Work to be completed: Print, in exact form, the lines below from the one containing "pub fn encode_records(records: &[PlayerRecord])" through the one containing "for record in", and omit all others.

(Collected data entries)

========================

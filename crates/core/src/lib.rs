//! Player search domain core.
//!
//! Record model, CSV encoding, and artifact naming rules shared by the
//! storage layer, the HTTP server, and the command-line client. Nothing in
//! this crate performs I/O.

pub mod csv;
pub mod error;
pub mod naming;
pub mod player;
pub mod search;
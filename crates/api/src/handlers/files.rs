//! Handlers for browsing persisted CSV files.

use axum::extract::{Path, State};
use axum::response::Response;
use axum::Json;

use crate::error::AppResult;
use crate::handlers::csv_attachment;
use crate::response::{data_url, FileInfo, FilesResponse};
use crate::state::AppState;

/// GET /api/files -- list persisted CSV files.
pub async fn list_files(State(state): State<AppState>) -> AppResult<Json<FilesResponse>> {
    let files = state
        .store
        .list()
        .await?
        .into_iter()
        .map(|entry| FileInfo {
            url: data_url(&entry.name),
            name: entry.name,
            size: entry.size_bytes,
        })
        .collect();

    Ok(Json(FilesResponse { files }))
}

/// GET /api/file/{filename} -- download one persisted CSV file.
pub async fn get_file(
    State(state): State<AppState>,
    Path(filename): Path<String>,
) -> AppResult<Response> {
    let content = state.store.retrieve(&filename).await?;
    Ok(csv_attachment(&filename, content))
}
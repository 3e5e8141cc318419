//! Filesystem-backed store for encoded search results.
//!
//! Artifacts live as flat files directly under a configured storage root.
//! There is no locking: concurrent writers to the same artifact race and
//! the last completed write wins.

pub mod artifact;
pub mod config;
pub mod error;

pub use artifact::{Artifact, ArtifactEntry, ArtifactStore};
pub use config::StoreConfig;
pub use error::StoreError;
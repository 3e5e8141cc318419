//! Player lookup providers.
//!
//! The search pipeline treats the player directory as an opaque
//! collaborator behind [`PlayerLookup`]. [`HttpPlayerLookup`] talks to an
//! upstream player-search service over HTTP; [`StaticLookup`] serves a
//! fixed set of records for tests and offline use.

pub mod fixed;
pub mod http;

use async_trait::async_trait;
use playersearch_core::player::PlayerRecord;

pub use fixed::StaticLookup;
pub use http::HttpPlayerLookup;

/// Errors from a lookup provider. Never retried.
#[derive(Debug, thiserror::Error)]
pub enum LookupError {
    /// The HTTP request itself failed (network, DNS, TLS, timeout, decode).
    #[error("Lookup request failed: {0}")]
    Request(#[from] reqwest::Error),

    /// The upstream service answered with a non-2xx status.
    #[error("Lookup service error ({status}): {body}")]
    Upstream { status: u16, body: String },
}

/// Source of player records for a name query.
#[async_trait]
pub trait PlayerLookup: Send + Sync {
    /// Return at most `max_results` players matching `query`.
    async fn search(
        &self,
        query: &str,
        max_results: usize,
    ) -> Result<Vec<PlayerRecord>, LookupError>;
}
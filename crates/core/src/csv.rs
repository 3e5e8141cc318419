//! CSV encoding of player search results.
//!
//! The output format is a compatibility contract with downstream
//! consumers: fixed header, fixed column order, only the `name` column
//! quoted, every row newline-terminated. An empty result set encodes to
//! the [`NO_PLAYERS_FOUND`] sentinel instead of a header-only table.

use std::fmt::Write as _;

use crate::player::{FieldValue, PlayerRecord, Ratings};

/// Column names, in output order.
pub const HEADERS: [&str; 11] = [
    "name",
    "memberId",
    "uscf_id",
    "state",
    "rating_regular",
    "rating_quick",
    "rating_blitz",
    "online_regular",
    "online_quick",
    "online_blitz",
    "expiration_date",
];

/// Returned in place of a table when there are no records.
pub const NO_PLAYERS_FOUND: &str = "No players found";

/// MIME type used when serving encoded tables.
pub const CSV_CONTENT_TYPE: &str = "text/csv";

/// File extension of persisted tables (without the dot).
pub const CSV_EXTENSION: &str = "csv";

/// Encode an optional record sequence.
///
/// `None` and an empty slice both yield [`NO_PLAYERS_FOUND`].
pub fn encode(records: Option<&[PlayerRecord]>) -> String {
    match records {
        Some(records) => encode_records(records),
        None => NO_PLAYERS_FOUND.to_string(),
    }
}

/// Encode records as a header line followed by one line per record.
///
/// # Examples
///
/// ```
/// use playersearch_core::csv::encode_records;
/// use playersearch_core::player::PlayerRecord;
///
/// let csv = encode_records(&[PlayerRecord::named("Smith, John").with_member_id("12345678")]);
/// assert_eq!(
///     csv.lines().nth(1),
///     Some("\"Smith, John\",12345678,12345678,,,,,,,,")
/// );
/// ```
pub fn encode_records(records: &[PlayerRecord]) -> String {
    if records.is_empty() {
        return NO_PLAYERS_FOUND.to_string();
    }

    let mut out = HEADERS.join(",");
    out.push('\n');

    for record in records {
        push_row(&mut out, record);
    }

    out
}

/// Quote a field per RFC 4180: wrap in double quotes, doubling any quote inside.
pub fn quote_field(value: &str) -> String {
    format!("\"{}\"", value.replace('"', "\"\""))
}

fn push_row(out: &mut String, record: &PlayerRecord) {
    let ratings = record.ratings.as_ref();
    let rating = |pick: fn(&Ratings) -> Option<&FieldValue>| ratings.and_then(pick);

    let cells: [Option<&FieldValue>; 10] = [
        record.member_id.as_ref(),
        record.effective_uscf_id(),
        record.state.as_ref(),
        rating(|r| r.regular.as_ref()),
        rating(|r| r.quick.as_ref()),
        rating(|r| r.blitz.as_ref()),
        rating(|r| r.online_regular.as_ref()),
        rating(|r| r.online_quick.as_ref()),
        rating(|r| r.online_blitz.as_ref()),
        record.expiration_date.as_ref(),
    ];

    out.push_str(&quote_field(record.display_name()));
    for cell in cells {
        out.push(',');
        if let Some(value) = cell {
            // Writing into a String cannot fail.
            let _ = write!(out, "{value}");
        }
    }
    out.push('\n');
}
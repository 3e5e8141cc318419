use std::path::PathBuf;

use clap::{Args, Parser, Subcommand};

use playersearch_core::search::{DEFAULT_EXPORT_MAX, DEFAULT_SEARCH_MAX};
use playersearch_lookup::http::{DEFAULT_LOOKUP_TIMEOUT_SECS, DEFAULT_LOOKUP_URL};
use playersearch_store::config::DEFAULT_STORAGE_ROOT;

#[derive(Debug, Parser)]
#[command(
    name = "playersearch",
    version,
    about = "Search chess players by name and export the results as CSV"
)]
pub struct Cli {
    #[command(flatten)]
    pub global: GlobalArgs,

    #[command(subcommand)]
    pub cmd: Command,
}

#[derive(Debug, Args)]
pub struct GlobalArgs {
    /// Base URL of the upstream player-search service
    #[arg(long, global = true, env = "LOOKUP_URL", default_value = DEFAULT_LOOKUP_URL)]
    pub lookup_url: String,

    /// Upstream request timeout in seconds
    #[arg(long, global = true, env = "LOOKUP_TIMEOUT_SECS", default_value_t = DEFAULT_LOOKUP_TIMEOUT_SECS)]
    pub timeout_secs: u64,

    /// Directory saved CSV files are written to and read from
    #[arg(long, global = true, env = "DATA_DIR", default_value = DEFAULT_STORAGE_ROOT)]
    pub data_dir: PathBuf,
}

#[derive(Debug, Subcommand)]
pub enum Command {
    /// Print matching players as a table
    Search(SearchArgs),
    /// Encode matching players as CSV, print it, and save it
    Export(ExportArgs),
    /// List saved CSV files
    Files,
    /// Print a saved CSV file
    Show(ShowArgs),
}

#[derive(Debug, Args)]
pub struct SearchArgs {
    /// Player name (or part of it) to search for
    pub name: String,

    /// Maximum number of players to return
    #[arg(long, short, default_value_t = DEFAULT_SEARCH_MAX)]
    pub max: usize,

    /// Also print every record in full
    #[arg(long, short)]
    pub verbose: bool,
}

#[derive(Debug, Args)]
pub struct ExportArgs {
    /// Player name (or part of it) to search for
    pub name: String,

    /// Maximum number of players to return
    #[arg(long, short, default_value_t = DEFAULT_EXPORT_MAX)]
    pub max: usize,

    /// Print the CSV without saving it
    #[arg(long)]
    pub no_save: bool,
}

#[derive(Debug, Args)]
pub struct ShowArgs {
    /// Filename as listed by `files`, e.g. `results_Smith.csv`
    pub file: String,
}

========================

Reply to the task:
pub fn encode_records(records: &[PlayerRecord]) -> String {
    if records.is_empty() {
        return NO_PLAYERS_FOUND.to_string();
    }

    let mut out = HEADERS.join(",");
    out.push('\n');

    for record in records {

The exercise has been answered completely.